### What is expected
Find every line of the records that has "CandidateSummary" and return it.
★ ★ ★ ★
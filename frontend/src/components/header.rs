use yew::prelude::*;

/// Renders a page header
pub fn render_header(icon: &str, title: &str, subtitle: Option<&str>) -> Html {
    html! {
        <header class="app-header">
            <h1><i class={classes!("fa-solid", icon.to_string())}></i> { format!(" {}", title) }</h1>
            { for subtitle.map(|text| html! { <p class="subtitle">{ text }</p> }) }
        </header>
    }
}
use std::rc::Rc;

use shared::session::Session;
use yew::context::ContextHandle;
use yew::prelude::*;

use crate::api::ApiClient;
use crate::config::AppConfig;
use crate::route::Route;
use crate::session::BrowserStore;

pub type PortalSession = Session<BrowserStore>;

/// Shared by every screen: endpoints, the login session and navigation.
#[derive(Clone, PartialEq)]
pub struct PortalContext {
    pub config: Rc<AppConfig>,
    pub session: Rc<PortalSession>,
    pub navigator: Callback<Route>,
}

impl PortalContext {
    pub fn api(&self) -> ApiClient {
        ApiClient::new(&self.config)
    }

    pub fn navigate(&self, route: Route) {
        self.navigator.emit(route);
    }

    pub fn navigate_to(&self, route: Route) -> Callback<MouseEvent> {
        let navigator = self.navigator.clone();
        Callback::from(move |_| navigator.emit(route))
    }

    /// Used when a component renders outside the app root, which only
    /// happens in isolation. Navigation is a no-op there.
    pub fn detached() -> Self {
        log::error!("PortalContext missing; falling back to build defaults");
        Self {
            config: Rc::new(AppConfig::from_build_env()),
            session: Rc::new(Session::new(BrowserStore)),
            navigator: Callback::noop(),
        }
    }

    /// Context lookup for struct components. The handle must be kept alive.
    pub fn from_scope<C: Component>(ctx: &yew::Context<C>) -> (Self, Option<ContextHandle<Self>>) {
        match ctx.link().context::<Self>(Callback::noop()) {
            Some((portal, handle)) => (portal, Some(handle)),
            None => (Self::detached(), None),
        }
    }
}

/// Function components read the portal context through this. The app root
/// always provides it.
#[hook]
pub fn use_portal() -> PortalContext {
    use_context::<PortalContext>().unwrap_or_else(PortalContext::detached)
}
use derive_more::{Display, From};
use serde::{Deserialize, Deserializer, Serialize};
use std::str::FromStr;

use crate::urls::normalize_document_url;

/// Backend sends `null` for blank columns; treat those as the type default.
fn null_to_default<'de, D, T>(deserializer: D) -> Result<T, D::Error>
where
    D: Deserializer<'de>,
    T: Default + Deserialize<'de>,
{
    Ok(Option::<T>::deserialize(deserializer)?.unwrap_or_default())
}

#[derive(Debug, Clone, Copy, PartialEq, Eq, Hash, PartialOrd, Ord, Serialize, Deserialize, Display, From)]
#[serde(transparent)]
#[display(fmt = "{}", _0)]
pub struct CandidateId(pub u64);

impl FromStr for CandidateId {
    type Err = std::num::ParseIntError;

    fn from_str(s: &str) -> Result<Self, Self::Err> {
        s.trim().parse::<u64>().map(CandidateId)
    }
}

#[derive(Debug, Clone, PartialEq, Default, Serialize, Deserialize)]
pub struct CandidateProfile {
    #[serde(default)]
    pub id: Option<CandidateId>,
    #[serde(default, deserialize_with = "null_to_default")]
    pub email: String,
    #[serde(default, deserialize_with = "null_to_default")]
    pub first_name: String,
    #[serde(default, deserialize_with = "null_to_default")]
    pub last_name: String,
    #[serde(default, deserialize_with = "null_to_default")]
    pub address: String,
    #[serde(default, deserialize_with = "null_to_default")]
    pub phone: String,
    #[serde(default)]
    pub photo: Option<String>,
    #[serde(default)]
    pub id_proof: Option<String>,
    #[serde(default)]
    pub resume: Option<String>,
    #[serde(default, deserialize_with = "null_to_default")]
    pub verified: bool,
}

impl CandidateProfile {
    pub fn full_name(&self) -> String {
        format!("{} {}", self.first_name, self.last_name).trim().to_string()
    }

    /// Rewrites document references into absolute URLs (or drops blanks).
    pub fn normalized(mut self, storage_base: &str) -> Self {
        self.photo = normalize_document_url(storage_base, self.photo.as_deref());
        self.id_proof = normalize_document_url(storage_base, self.id_proof.as_deref());
        self.resume = normalize_document_url(storage_base, self.resume.as_deref());
        self
    }
}

/// `{"data": ...}` wrapper used by the candidate, HR and meeting endpoints.
#[derive(Debug, Clone, Deserialize)]
pub struct DataEnvelope<T> {
    pub data: Option<T>,
}

#[derive(Debug, Clone, Deserialize)]
pub struct MatchesEnvelope {
    pub matches: Option<Vec<MatchResult>>,
}

#[derive(Debug, Clone, Deserialize)]
pub struct CandidatesEnvelope {
    pub candidates: Option<Vec<CandidateOption>>,
}

#[derive(Debug, Clone, PartialEq, Default, Serialize, Deserialize)]
pub struct CandidateSummary {
    #[serde(default, deserialize_with = "null_to_default")]
    pub first_name: String,
    #[serde(default, deserialize_with = "null_to_default")]
    pub last_name: String,
    #[serde(default, deserialize_with = "null_to_default")]
    pub email: String,
    #[serde(default)]
    pub photo: Option<String>,
    #[serde(default)]
    pub resume: Option<String>,
    #[serde(default)]
    pub id_proof: Option<String>,
}

impl CandidateSummary {
    pub fn full_name(&self) -> String {
        format!("{} {}", self.first_name, self.last_name)
    }
}

/// One face-match verdict computed by the backend. Read-only on the client.
#[derive(Debug, Clone, PartialEq, Default, Serialize, Deserialize)]
pub struct MatchResult {
    #[serde(default, deserialize_with = "null_to_default")]
    pub id: u64,
    #[serde(default)]
    pub candidate_id: Option<CandidateId>,
    #[serde(default, deserialize_with = "null_to_default")]
    pub confidence_score: f64,
    #[serde(default, deserialize_with = "null_to_default")]
    pub match_found: bool,
    #[serde(default, deserialize_with = "null_to_default")]
    pub matching_frames: u32,
    #[serde(default, deserialize_with = "null_to_default")]
    pub checked_frames: u32,
    #[serde(default, deserialize_with = "null_to_default")]
    pub status: String,
    #[serde(default)]
    pub created_at: Option<String>,
    #[serde(default)]
    pub candidate: Option<CandidateSummary>,
}

#[derive(Debug, Clone, PartialEq, Serialize, Deserialize)]
pub struct Meeting {
    pub candidate_id: CandidateId,
    #[serde(default, deserialize_with = "null_to_default")]
    pub scheduled_at: String,
    #[serde(default)]
    pub join_url: Option<String>,
}

/// Row of the HR dashboard table.
#[derive(Debug, Clone, PartialEq, Serialize, Deserialize)]
pub struct CandidateMatchStatus {
    pub id: CandidateId,
    #[serde(default, deserialize_with = "null_to_default")]
    pub first_name: String,
    #[serde(default, deserialize_with = "null_to_default")]
    pub last_name: String,
    #[serde(default, deserialize_with = "null_to_default")]
    pub email: String,
    #[serde(default, deserialize_with = "null_to_default")]
    pub verified: bool,
    #[serde(default, deserialize_with = "null_to_default")]
    pub match_found: bool,
    #[serde(default)]
    pub confidence_score: Option<f64>,
    #[serde(default)]
    pub photo: Option<String>,
    #[serde(default)]
    pub resume: Option<String>,
    #[serde(default)]
    pub id_proof: Option<String>,
}

impl CandidateMatchStatus {
    pub fn confidence_display(&self) -> String {
        format!("{:.2}", self.confidence_score.unwrap_or(0.0))
    }
}

#[derive(Debug, Clone, PartialEq, Serialize, Deserialize)]
pub struct CandidateOption {
    pub id: CandidateId,
    #[serde(default, deserialize_with = "null_to_default")]
    pub first_name: String,
    #[serde(default, deserialize_with = "null_to_default")]
    pub last_name: String,
}

#[derive(Debug, Clone, PartialEq, Eq, Serialize, Deserialize)]
pub struct LoginRequest {
    pub email: String,
    pub password: String,
}

#[derive(Debug, Clone, Default, Deserialize)]
pub struct CandidateLoginResponse {
    #[serde(rename = "hasCompletedProfile", default, deserialize_with = "null_to_default")]
    pub has_completed_profile: bool,
}

#[derive(Debug, Clone, Deserialize)]
pub struct HrLoginResponse {
    pub email: String,
}

#[derive(Debug, Clone, PartialEq, Eq, Serialize, Deserialize)]
pub struct ResetPasswordRequest {
    pub email: String,
}

#[derive(Debug, Clone, Default, Deserialize)]
pub struct MessageResponse {
    #[serde(default)]
    pub message: Option<String>,
}

#[derive(Debug, Clone, Default, Deserialize)]
pub struct ScheduleMeetingResponse {
    #[serde(default, deserialize_with = "null_to_default")]
    pub success: bool,
    #[serde(default)]
    pub meeting_link: Option<String>,
}

/// JSON part of the multipart profile update. Only `email` is always present.
#[derive(Debug, Clone, PartialEq, Eq, Default, Serialize, Deserialize)]
pub struct ProfileUpdateData {
    pub email: String,
    #[serde(skip_serializing_if = "Option::is_none")]
    pub first_name: Option<String>,
    #[serde(skip_serializing_if = "Option::is_none")]
    pub last_name: Option<String>,
    #[serde(skip_serializing_if = "Option::is_none")]
    pub address: Option<String>,
    #[serde(skip_serializing_if = "Option::is_none")]
    pub phone: Option<String>,
}

#[derive(Debug, Clone, PartialEq, Eq, Serialize, Deserialize)]
pub struct FaceMatchRequest {
    pub candidate_id: CandidateId,
    pub video_filename: String,
    pub video_url: String,
    pub photo_url: Option<String>,
}

#[derive(Debug, Clone, PartialEq, Eq, Serialize, Deserialize)]
pub struct VideoUploadUrlRequest {
    pub candidate_id: CandidateId,
    pub content_type: String,
}

/// Short-lived PUT grant issued by the gateway.
#[derive(Debug, Clone, PartialEq, Eq, Serialize, Deserialize)]
pub struct VideoUploadUrlResponse {
    pub object_key: String,
    pub upload_url: String,
    pub object_url: String,
    pub expires_in_secs: u64,
}

#[cfg(test)]
mod tests {
    use super::*;

    #[test]
    fn profile_tolerates_nulls_and_missing_fields() {
        let body = r#"{"data":{"email":"a@b.c","first_name":null,"photo":"/n/ns/b/docs/o/p.png"}}"#;
        let env: DataEnvelope<CandidateProfile> = serde_json::from_str(body).unwrap();
        let profile = env.data.unwrap().normalized("https://storage.example.com");

        assert_eq!(profile.first_name, "");
        assert_eq!(profile.id_proof, None);
        assert_eq!(
            profile.photo.as_deref(),
            Some("https://storage.example.com/n/ns/b/docs/o/p.png")
        );
    }

    #[test]
    fn match_result_parses_backend_shape() {
        let body = r#"{"matches":[{"id":7,"confidence_score":0.91,"match_found":true,
            "matching_frames":18,"checked_frames":20,"status":"Match Found",
            "created_at":"2025-03-01T10:00:00","candidate":{"first_name":"Ana","last_name":"Ruiz","email":"ana@x.io"}}]}"#;
        let env: MatchesEnvelope = serde_json::from_str(body).unwrap();
        let matches = env.matches.unwrap();

        assert_eq!(matches.len(), 1);
        assert_eq!(matches[0].matching_frames, 18);
        assert_eq!(matches[0].candidate.as_ref().unwrap().full_name(), "Ana Ruiz");
    }

    #[test]
    fn update_data_omits_unchanged_fields() {
        let data = ProfileUpdateData {
            email: "a@b.c".into(),
            phone: Some("555".into()),
            ..Default::default()
        };
        let json = serde_json::to_string(&data).unwrap();
        assert_eq!(json, r#"{"email":"a@b.c","phone":"555"}"#);
    }

    #[test]
    fn missing_confidence_renders_as_zero() {
        let row: CandidateMatchStatus =
            serde_json::from_str(r#"{"id":3,"first_name":"Li","confidence_score":null}"#).unwrap();
        assert_eq!(row.confidence_display(), "0.00");
        assert_eq!(row.id, CandidateId(3));
    }

    #[test]
    fn candidate_id_parses_route_segment() {
        assert_eq!(" 42".parse::<CandidateId>().unwrap(), CandidateId(42));
        assert!("abc".parse::<CandidateId>().is_err());
    }
}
★ ★ ★ ★
### Completed task
pub struct CandidateSummary {
impl CandidateSummary {
    pub candidate: Option<CandidateSummary>,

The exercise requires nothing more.